Durante gli anni sessanta sono stati approvati diversi provvedimenti in
materia : il d.p.r. 14 luglio 1960 n.1011 che recepisce l’A.I. 18
ottobre 1950 sui licenziamenti individuali, il d.p.r. 14 luglio 1960
n.1019 che recepisce l’A.I. 20 dicembre 1950 sui licenziamenti
collettivi per riduzione del personale e si è avuta la conclusione
dell’A.I. 29 aprile 1965.
Tutti questi elementi hanno costituito l’antecedente per l’emanazione
di un’organica disciplina legislativa in materia di licenziamento: la
legge 15 luglio 1966 n.604. Quest’ultima evidenzia la tendenza al
superamento dello schema sopra descritto che prevedeva la parità
contrattuale tra i contraenti: il nucleo centrale della nuova disciplina è
rappresentato dal principio in base al quale la legittimità del
licenziamento è subordinata alla sussistenza di una giusta causa o di
un giustificato motivo (per una specifica trattazione del contenuto
della tutela c.d. “obbligatoria” introdotta con l’art.8 l.604/66 si rinvia
al cap.4, par.1). Si assiste così al “rovesciamento dell’originaria
prospettiva concettuale consentendo di configurare il potere di recesso
come sottratto alla sfera di libera determinazione del soggetto in capo
al quale, viceversa, può sorgere e diventare produttivo di effetti
soltanto quando ricorrano tutti i requisiti di legge e, quindi, nella
misura in cui risulti funzionale alla realizzazione dell’interesse tutelato
dalla norma.”
2
In particolare la legge introduce, accanto alla giusta causa (ex art.2119
c.c.), la figura del giustificato motivo di licenziamento con preavviso,
tipizzandone due distinte ipotesi: quella del “notevole inadempimento
degli obblighi contrattuali del prestatore di lavoro” (giustificato
motivo soggettivo) e quella delle “ragioni inerenti all’attività
produttiva, all’organizzazione del lavoro e al regolare funzionamento
di essa” (giustificato motivo oggettivo).

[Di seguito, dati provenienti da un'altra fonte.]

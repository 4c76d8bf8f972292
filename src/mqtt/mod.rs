//! # Venus MQTT Integration
//!
//! Everything between the display and the Venus OS broker: connection
//! lifecycle, topic binding and the keep-alive that keeps telemetry
//! flowing.
//!
//! ## Module Architecture
//!
//! ```text
//! mqtt/
//! ├── config.rs           - Broker and keep-alive settings
//! ├── keep_alive.rs       - R/<installation>/keepalive scheduling and watchdog
//! ├── message_manager.rs  - Inbound message and poll event types
//! ├── mqtt_handler.rs     - BusSession typestate over rumqttc
//! └── topics.rs           - Placeholder topics and identifier discovery
//! ```
//!
//! ## Topic Conventions
//!
//! - `N/<installation>/<service>/<instance>/<path>` carries telemetry as
//!   `{"value": ...}`.
//! - `R/<installation>/keepalive` asks Venus to keep publishing.
//! - `W/<installation>/vebus/<id>/Mode` writes the Multiplus mode.
//!
//! The installation id (the GX serial) and the vebus instance may be left
//! as `+` in the configuration. They are then learned from the first
//! matching `N/` message and every channel waiting on them is bound and
//! subscribed.

pub mod config;
pub mod keep_alive;
pub mod message_manager;
pub mod mqtt_handler;
pub mod topics;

Pur mirando ad adeguare la disciplina positiva del licenziamento al
dettato costituzionale e all’evoluzione della contrattazione collettiva,
la l.604/66 finisce però con il creare nuovi problemi di coordinamento
soprattutto nei riguardi della disciplina del codice civile. Questi
problemi si pongono soprattutto con riferimento agli artt.2118, 2219
c.c. e ad altre disposizioni che presuppongono l’esistenza di un regime
di recedibilità ad nutum: si tratta in particolare di definire con
esattezza i rapporti di lavoro cui continua ad applicarsi esclusivamente
la disciplina dell’art.2118 c.c. e comunque stabilire se, anche al di
fuori dell’ambito di applicazione della l.604/66, l’approvazione di
quest’ultima non abbia comportato comunque una maggiore rilevanza
dell’aspetto motivazionale del licenziamento in modo tale che il
licenziamento ad nutum non possa più essere considerato sinonimo di
licenziamento arbitrario
3
.
2
DE MARINIS “ Il licenziamento illegittimo: profili concettuali della nozione tra
recenti tendenze razionalizzatrici e possibili prospettive evolutive” ,DL 1994, I,
450
3
LISO-RUSCIANO La revisione sulla normativa del rapporto di lavoro, 1987
Dopo la l.604/66, l’altro fondamentale intervento legislativo in
materia di licenziamenti è costituito dalla legge 20 maggio 1970,
n.300, il c.d. Statuto dei lavoratori. Di particolare rilevanza sono
l’art.7 in materia di licenziamento disciplinare e l’art.18 in materia di
reintegrazione nel posto di lavoro del lavoratore illegittimamente
licenziato, due disposizioni molto importanti che hanno però portato,
come le precedenti, una serie di problemi di coordinamento. Per
quanto riguarda l’art.18 St.lav. esso modifica il sistema sanzionatorio
del licenziamento illegittimo previsto dall’art.8 l.604/66, stabilendo un
nesso di cumulatività e non più di alternatività tra l’obbligo del datore
di lavoro di reintegrare il lavoratore e obbligo di risarcire il danno (per
una specifica trattazione del contenuto della tutela c.d. “reale”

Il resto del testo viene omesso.